Before we get to the star of today's lecture (the dot product), let's make sure we understand basic vector operations.

### **Element-wise Operations**

When you add, subtract, or multiply vectors of the same size, NumPy does it **element by element**.

In [None]:
a = np.array([1, 2, 3])
b = np.array([4, 5, 6])

print("Vector a:", a)
print("Vector b:", b)
print()

# Element-wise operations
print("Addition (a + b):      ", a + b)       # [1+4, 2+5, 3+6]
print("Subtraction (a - b):   ", a - b)       # [1-4, 2-5, 3-6]
print("Multiplication (a * b):", a * b)        # [1*4, 2*5, 3*6]
print("Division (a / b):      ", a / b)        # [1/4, 2/5, 3/6]
print()

# Scalar operations (broadcast the scalar to every element)
print("Scalar multiply (a * 3):", a * 3)       # [1*3, 2*3, 3*3]
print("Scalar add (a + 10):   ", a + 10)       # [1+10, 2+10, 3+10]

### **Why element-wise operations matter in data science**

When you **standardize** a feature (subtract the mean, divide by standard deviation), you're doing element-wise vector operations on an entire column at once. This is much faster than looping through each value.

In [None]:
# Example: Standardizing a feature (z-score normalization)
prices = np.array([150000, 210000, 90000, 180000, 320000])

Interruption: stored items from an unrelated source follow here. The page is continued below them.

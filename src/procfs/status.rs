//! Identity information from `/proc/<pid>/status`.
//!
//! ```text
//! Name:   apache2
//! Umask:  0022
//! State:  S (sleeping)
//! ...
//! Uid:    33      33      33      33
//! ...
//! NStgid: 2578    1
//! ```

use std::path::Path;

use serde::Serialize;

use super::{Error, Result};

const UID_PREFIX: &str = "Uid:";
/// Label plus real, effective, saved set and filesystem UID.
const UID_FIELD_COUNT: usize = 5;

const NS_TGID_PREFIX: &str = "NStgid:";

/// User identities of a process. The values are kept in their textual form.
#[derive(Debug, Clone, PartialEq, Eq, Default, Serialize)]
pub struct ProcUids {
    pub real: String,
    pub effective: String,
    pub saved_set: String,
    pub filesystem: String,
}

/// Returns the first line of `content` starting with `prefix`, or `""`.
fn line_with_prefix<'a>(content: &'a str, prefix: &str) -> &'a str {
    content
        .lines()
        .find(|line| line.starts_with(prefix))
        .unwrap_or_default()
}

fn split_fields(line: &str) -> Vec<&str> {
    line.split(['\t', ' ']).filter(|f| !f.is_empty()).collect()
}

impl ProcUids {
    /// Extracts the `Uid:` line from `status` content.
    ///
    /// # Errors
    ///
    /// Returns [`Error::InvalidUidLine`] unless the line holds exactly the label
    /// and four values. A missing line is reported the same way, with an empty line.
    pub fn from_status(content: &str, origin: &Path) -> Result<Self> {
        let line = line_with_prefix(content, UID_PREFIX);
        let fields = split_fields(line);
        if fields.len() != UID_FIELD_COUNT {
            return Err(Error::InvalidUidLine {
                path: origin.to_path_buf(),
                line: line.to_string(),
            });
        }

        Ok(Self {
            real: fields[1].to_string(),
            effective: fields[2].to_string(),
            saved_set: fields[3].to_string(),
            filesystem: fields[4].to_string(),
        })
    }
}

/// Extracts the namespace-local thread group ids from the `NStgid:` line.
///
/// The first id is the one in the reader's namespace; a process that lives in
/// a nested PID namespace has one more id per level.
///
/// # Errors
///
/// Returns [`Error::InvalidNamespacePidLine`] if the line is missing or holds no id.
pub fn namespace_pids_from_status(content: &str, origin: &Path) -> Result<Vec<String>> {
    let line = line_with_prefix(content, NS_TGID_PREFIX);
    let fields = split_fields(line);
    if fields.len() < 2 {
        return Err(Error::InvalidNamespacePidLine {
            path: origin.to_path_buf(),
            line: line.to_string(),
        });
    }
    Ok(fields[1..].iter().map(|f| f.to_string()).collect())
}
/// Entry point of the `podstat` snapshot tool.
///
/// Prints one JSON document per line on stdout: the system snapshot, one
/// record per PID given as argument and, when a container is configured, its
/// PID list.
///
/// # Examples
///
/// ```bash
/// RUST_LOG=debug PODSTAT_PROC_PATH=/rootfs/proc cargo run -- 1 4602
/// ```
fn main() -> std::result::Result<(), Box<dyn std::error::Error>> {
    env_logger::init();
    podstat::run()
}
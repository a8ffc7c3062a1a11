//! Whole-machine statistics from `/proc/stat` and `/proc/meminfo`.
//!
//! ```text
//! cpu  248758 4995 78314 12965346 10040 0 5498 0 0 0
//! cpu0 43574 817 13011 2159486 994 0 1022 0 0 0
//! ...
//! MemTotal:       65652452 kB
//! MemFree:        19170960 kB
//! ...
//! ```

use std::collections::HashMap;
use std::io::BufRead;
use std::path::Path;
use std::sync::LazyLock;

use serde::Serialize;

use super::parser::{self, KeyValueStat};
use super::{Error, Result};

const STAT_CPU_NUM_FIELDS: usize = 11;
const STAT_CPU_UTIME_FIELD: usize = 1;
const STAT_CPU_KTIME_FIELD: usize = 3;

/// `meminfo` reports kilobytes whenever a unit is present.
const KB_TO_BYTE_MULTIPLIER: u64 = 1024;

/// Resource usage snapshot of the whole machine.
#[derive(Debug, Clone, PartialEq, Eq, Default, Serialize)]
pub struct SystemStats {
    /// Aggregate user time from the `cpu` line, as reported.
    pub cpu_utime_ns: u64,
    /// Aggregate system time from the `cpu` line, as reported.
    pub cpu_ktime_ns: u64,

    /// `MemTotal`, in bytes.
    pub mem_total_bytes: u64,
    /// `MemFree`, in bytes.
    pub mem_free_bytes: u64,
    /// `MemAvailable`, in bytes.
    pub mem_available_bytes: u64,
    /// `Buffers`, in bytes.
    pub mem_buffer_bytes: u64,
    /// `Cached`, in bytes.
    pub mem_cached_bytes: u64,
    /// `SwapCached`, in bytes.
    pub mem_swap_cached_bytes: u64,
    /// `Active`, in bytes.
    pub mem_active_bytes: u64,
    /// `Inactive`, in bytes.
    pub mem_inactive_bytes: u64,
}

impl SystemStats {
    /// Fills the CPU fields from the aggregate `cpu` line of a `/proc/stat` buffer.
    ///
    /// Per-core lines (`cpu0`, `cpu1`, ...) are not considered and scanning
    /// stops at the first aggregate line. The values are stored without tick
    /// conversion.
    ///
    /// # Errors
    ///
    /// - [`Error::TooFewFields`] if the `cpu` line has fewer than 11 fields.
    /// - [`Error::InvalidValue`] if the user or system time is not an integer.
    /// - [`Error::MissingCpuLine`] if no `cpu` line exists.
    pub fn read_cpu<R: BufRead>(&mut self, buf: &mut R, origin: &Path) -> Result<()> {
        let mut line = String::new();
        while parser::read_line(buf, &mut line, origin)? != 0 {
            let fields: Vec<&str> = line.split_whitespace().collect();
            if fields.first() == Some(&"cpu") {
                parser::ensure_min_fields(&fields, STAT_CPU_NUM_FIELDS, origin)?;
                let ktime = parser::parse_field(&fields, STAT_CPU_KTIME_FIELD, "system", origin)?;
                let utime = parser::parse_field(&fields, STAT_CPU_UTIME_FIELD, "user", origin)?;
                self.cpu_ktime_ns = ktime;
                self.cpu_utime_ns = utime;
                return Ok(());
            }
            line.clear();
        }

        Err(Error::MissingCpuLine {
            path: origin.to_path_buf(),
        })
    }

    fn set_mem_total_bytes(&mut self, v: u64) {
        self.mem_total_bytes = v;
    }

    fn set_mem_free_bytes(&mut self, v: u64) {
        self.mem_free_bytes = v;
    }

    fn set_mem_available_bytes(&mut self, v: u64) {
        self.mem_available_bytes = v;
    }

    fn set_mem_buffer_bytes(&mut self, v: u64) {
        self.mem_buffer_bytes = v;
    }

    fn set_mem_cached_bytes(&mut self, v: u64) {
        self.mem_cached_bytes = v;
    }

    fn set_mem_swap_cached_bytes(&mut self, v: u64) {
        self.mem_swap_cached_bytes = v;
    }

    fn set_mem_active_bytes(&mut self, v: u64) {
        self.mem_active_bytes = v;
    }

    fn set_mem_inactive_bytes(&mut self, v: u64) {
        self.mem_inactive_bytes = v;
    }
}

type Setter = fn(&mut SystemStats, u64);

static MEMINFO_SETTERS: LazyLock<HashMap<&'static str, Setter>> = LazyLock::new(|| {
    let mut m: HashMap<&'static str, Setter> = HashMap::with_capacity(8);

    m.insert("MemTotal:", SystemStats::set_mem_total_bytes);
    m.insert("MemFree:", SystemStats::set_mem_free_bytes);
    m.insert("MemAvailable:", SystemStats::set_mem_available_bytes);
    m.insert("Buffers:", SystemStats::set_mem_buffer_bytes);
    m.insert("Cached:", SystemStats::set_mem_cached_bytes);
    m.insert("SwapCached:", SystemStats::set_mem_swap_cached_bytes);
    m.insert("Active:", SystemStats::set_mem_active_bytes);
    m.insert("Inactive:", SystemStats::set_mem_inactive_bytes);

    m
});

impl KeyValueStat for SystemStats {
    const VALUE_MULTIPLIER: u64 = KB_TO_BYTE_MULTIPLIER;

    fn field_handlers() -> &'static HashMap<&'static str, fn(&mut Self, u64)> {
        &MEMINFO_SETTERS
    }
}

mean_price = prices.mean()
std_price = prices.std()

# This is an element-wise operation on the entire vector!
standardized = (prices - mean_price) / std_price

print(f"Original prices:      {prices}")
print(f"Mean: ${mean_price:,.0f}   Std: ${std_price:,.0f}")
print(f"Standardized prices:  {np.round(standardized, 3)}")
print(f"\nStandardized mean: {standardized.mean():.6f}  (≈ 0)")
print(f"Standardized std:  {standardized.std():.6f}  (≈ 1)")

---

## **1.5 The Dot Product**

The **dot product** is the single most important operation in machine learning. It takes two vectors of the same length and produces a **single number** (a scalar).

### **Formula**

Given two vectors **a** = [a₁, a₂, ..., aₙ] and **b** = [b₁, b₂, ..., bₙ]:

$$\mathbf{a} \cdot \mathbf{b} = a_1 b_1 + a_2 b_2 + \cdots + a_n b_n = \sum_{i=1}^{n} a_i b_i$$

**In words:** Multiply corresponding elements, then sum everything up.

### **Three ways to think about the dot product:**

1. **Algebraic:** Multiply pairs, add them up (the formula above)
2. **Geometric:** Measures how much two vectors point in the same direction
3. **Machine Learning:** It's how a linear model makes a prediction!

In [None]:
# The dot product: three equivalent ways in NumPy
a = np.array([1, 2, 3])
b = np.array([4, 5, 6])

# Method 1: Manual calculation
manual = a[0]*b[0] + a[1]*b[1] + a[2]*b[2]
print(f"Manual:      1×4 + 2×5 + 3×6 = {manual}")

# Method 2: Element-wise multiply then sum
multiply_then_sum = np.sum(a * b)
print(f"Sum of a*b:  {multiply_then_sum}")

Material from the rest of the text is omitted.